The Utility’s rate case application did not meet the minimum filing requirements (MFRs). On August 8, 2019, staff sent Lighthouse a letter identifying deficiencies in the filing of its MFRs. The Utility filed a response to staff’s first deficiency letter on September 30, 2019. However, Lighthouse’s response did not satisfy all of the deficiencies, and on October 17, 2019, staff sent a second letter identifying the outstanding deficiencies. On October 30, 2019, the Utility filed a response to staff’s second deficiency letter correcting its remaining deficiencies, and thus the official filing date was established as October 30, 2019, pursuant to Section 367.083, Florida Statutes (F.S.).

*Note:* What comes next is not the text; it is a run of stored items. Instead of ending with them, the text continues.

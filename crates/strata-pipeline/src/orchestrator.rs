//! Sequencing of the five pipeline stages over one shared results mapping.

use std::time::Duration;

use strata_llm::LlmProvider;
use strata_parse::{ParserDispatcher, ParserOptions};

use crate::analyzer::{DependencyAnalyzer, SymbolAnalyzer};
use crate::config::Config;
use crate::discovery::FileDiscovery;
use crate::enricher::{LlmEnricher, SemanticEnricher};
use crate::error::Result;
use crate::index::{FlatIndexBuilder, IndexBuilder};
use crate::progress::ProgressTx;
use crate::stage::{Stage, StageOutput, StageResults};
use crate::vectorizer::{LlmVectorizer, Vectorizer};

/// Batch sizes and inter-batch delays.
#[derive(Debug, Clone, Copy, PartialEq, Eq)]
pub struct StageSettings {
    pub enrichment_batch_size: usize,
    pub enrichment_delay: Duration,
    pub vectorization_batch_size: usize,
    pub vectorization_delay: Duration,
    pub index_batch_size: usize,
}

impl Default for StageSettings {
    fn default() -> Self {
        Self {
            enrichment_batch_size: 5,
            enrichment_delay: Duration::from_millis(1000),
            vectorization_batch_size: 10,
            vectorization_delay: Duration::ZERO,
            index_batch_size: 100,
        }
    }
}

impl From<&Config> for StageSettings {
    fn from(config: &Config) -> Self {
        Self {
            enrichment_batch_size: config.enrichment.batch_size,
            enrichment_delay: Duration::from_millis(config.enrichment.delay_ms),
            vectorization_batch_size: config.vectorization.batch_size,
            vectorization_delay: Duration::from_millis(config.vectorization.delay_ms),
            index_batch_size: config.index.batch_size,
        }
    }
}

/// The pluggable services the stages delegate to.
pub struct Collaborators {
    pub analyzer: Box<dyn DependencyAnalyzer>,
    pub enricher: Box<dyn SemanticEnricher>,
    pub vectorizer: Box<dyn Vectorizer>,
    pub index: Box<dyn IndexBuilder>,
}

impl Collaborators {
    /// Default collaborators: symbol analysis plus LLM enrichment and
    /// embeddings from `provider`, saved to the configured flat index.
    #[must_use]
    pub fn from_config<P>(config: &Config, provider: P) -> Self
    where
        P: LlmProvider + Clone + 'static,
    {
        Self {
            analyzer: Box::new(SymbolAnalyzer::new()),
            enricher: Box::new(LlmEnricher::new(
                provider.clone(),
                config.enrichment.max_code_chars,
            )),
            vectorizer: Box::new(LlmVectorizer::new(provider, config.vectorization.dimension)),
            index: Box::new(FlatIndexBuilder::new(config.index_path())),
        }
    }
}

pub struct PipelineOrchestrator {
    pub(crate) discovery: FileDiscovery,
    pub(crate) dispatcher: ParserDispatcher,
    pub(crate) collaborators: Collaborators,
    pub(crate) settings: StageSettings,
    pub(crate) progress: Option<ProgressTx>,
}

impl PipelineOrchestrator {
    #[must_use]
    pub fn new(
        discovery: FileDiscovery,
        dispatcher: ParserDispatcher,
        collaborators: Collaborators,
        settings: StageSettings,
    ) -> Self {
        Self {
            discovery,
            dispatcher,
            collaborators,
            settings,
            progress: None,
        }
    }

    /// Orchestrator wired entirely from `config`.
    #[must_use]
    pub fn from_config<P>(config: &Config, provider: P) -> Self
    where
        P: LlmProvider + Clone + 'static,
    {
        let discovery = FileDiscovery::new(&config.project.root)
            .with_files(config.project.files.iter().cloned())
            .with_exclude(config.project.exclude.iter().cloned())
            .with_patterns(config.project.include.clone())
            .with_ignores(config.project.ignore.clone());
        let dispatcher = ParserDispatcher::new(ParserOptions {
            ast: config.parsing.ast,
        });
        Self::new(
            discovery,
            dispatcher,
            Collaborators::from_config(config, provider),
            StageSettings::from(config),
        )
    }

    #[must_use]
    pub fn with_progress(mut self, tx: ProgressTx) -> Self {
        self.progress = Some(tx);
        self
    }

    #[must_use]
    pub fn settings(&self) -> &StageSettings {
        &self.settings
    }

    /// Run one stage against `results` and store its output there.
    ///
    /// # Errors
    ///
    /// Returns a stage-named [`PipelineError`](crate::PipelineError) when a
    /// prerequisite output is missing or invalid, or when a collaborator
    /// needed by the whole stage fails. Per-file, per-item and per-batch
    /// failures are recovered.
    pub async fn run_stage(&self, stage: Stage, results: &mut StageResults) -> Result<()> {
        let output = match stage {
            Stage::Parsing => StageOutput::Parsing(self.parse()?),
            Stage::Dependencies => {
                let items = results.take_items(stage, Stage::Parsing)?;
                StageOutput::Dependencies(self.link(items))
            }
            Stage::Enrichment => {
                let items = results.take_items(stage, Stage::Dependencies)?;
                StageOutput::Enrichment(self.enrich(items).await)
            }
            Stage::Vectorization => StageOutput::Vectorization(self.vectorize(results).await?),
            Stage::Indexing => StageOutput::Indexing(self.build_index(results).await?),
        };
        tracing::info!(stage = %stage, stats = %output.stats_json(), "stage finished");
        results.insert(output);
        Ok(())
    }

    /// Run every stage in order.
    ///
    /// # Errors
    ///
    /// Returns the first stage error; later stages do not run.
    pub async fn run(&self) -> Result<StageResults> {
        let mut results = StageResults::new();
        for stage in Stage::ALL {
            self.run_stage(stage, &mut results).await?;
        }
        Ok(results)
    }
}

A substantial portion of the expenses, costs, and investment that are part of this rate case are “environmental compliance costs” that will be incurred by the Utility in order to comply with a consent order and other requirements and conditions of the Florida Department of Environmental Protection (DEP). Another substantial portion of the costs, expenses, and investment that are part of this rate case are related to storm restoration and repair costs that the Utility has incurred, and will continue to incur, as a result of Hurricane Michael.
The test year established for final rates is the simple-average period ended December 31, 2018. Lighthouse requested final rates designed to generate annual revenues of $984,348. This represents a revenue increase of $284,800, or 40.71 percent.
The intervention of OPC was acknowledged by Order No. PSC-2019-0236-PCO-WU, issued June 18, 2019.
By letter dated February 18, 2020, the Utility waived the statutory 5-month deadline for this case through May 5, 2020. This recommendation addresses Lighthouse’s requested final rates. The Commission has jurisdiction pursuant to Section 367.081, F.S.
Is the quality of service provided by Lighthouse satisfactory?
Recommendation:
Yes. Lighthouse has been responsive to customer complaints, and is working to address the issues noted in the DEP Consent Order through the pro forma plant improvements discussed in Issue 4. Therefore, staff recommends that the overall quality of service for Lighthouse be considered satisfactory. (Knoblauch)
Staff Analysis:
Pursuant to Rule 25-30.433(1), Florida Administrative Code (F.A.C.), the Commission, in every rate case, shall make a determination of the quality of service provided by the utility by evaluating the quality of the utility’s product (water) and the utility’s attempt to address customer satisfaction (water and wastewater). The rule states that the most recent chemical analyses, outstanding citations, violations, and consent orders on file with the DEP and the county health department, along with any DEP and county health department officials’ testimony concerning quality of service shall be considered. In addition, any customer testimony, comments, or complaints shall also be considered.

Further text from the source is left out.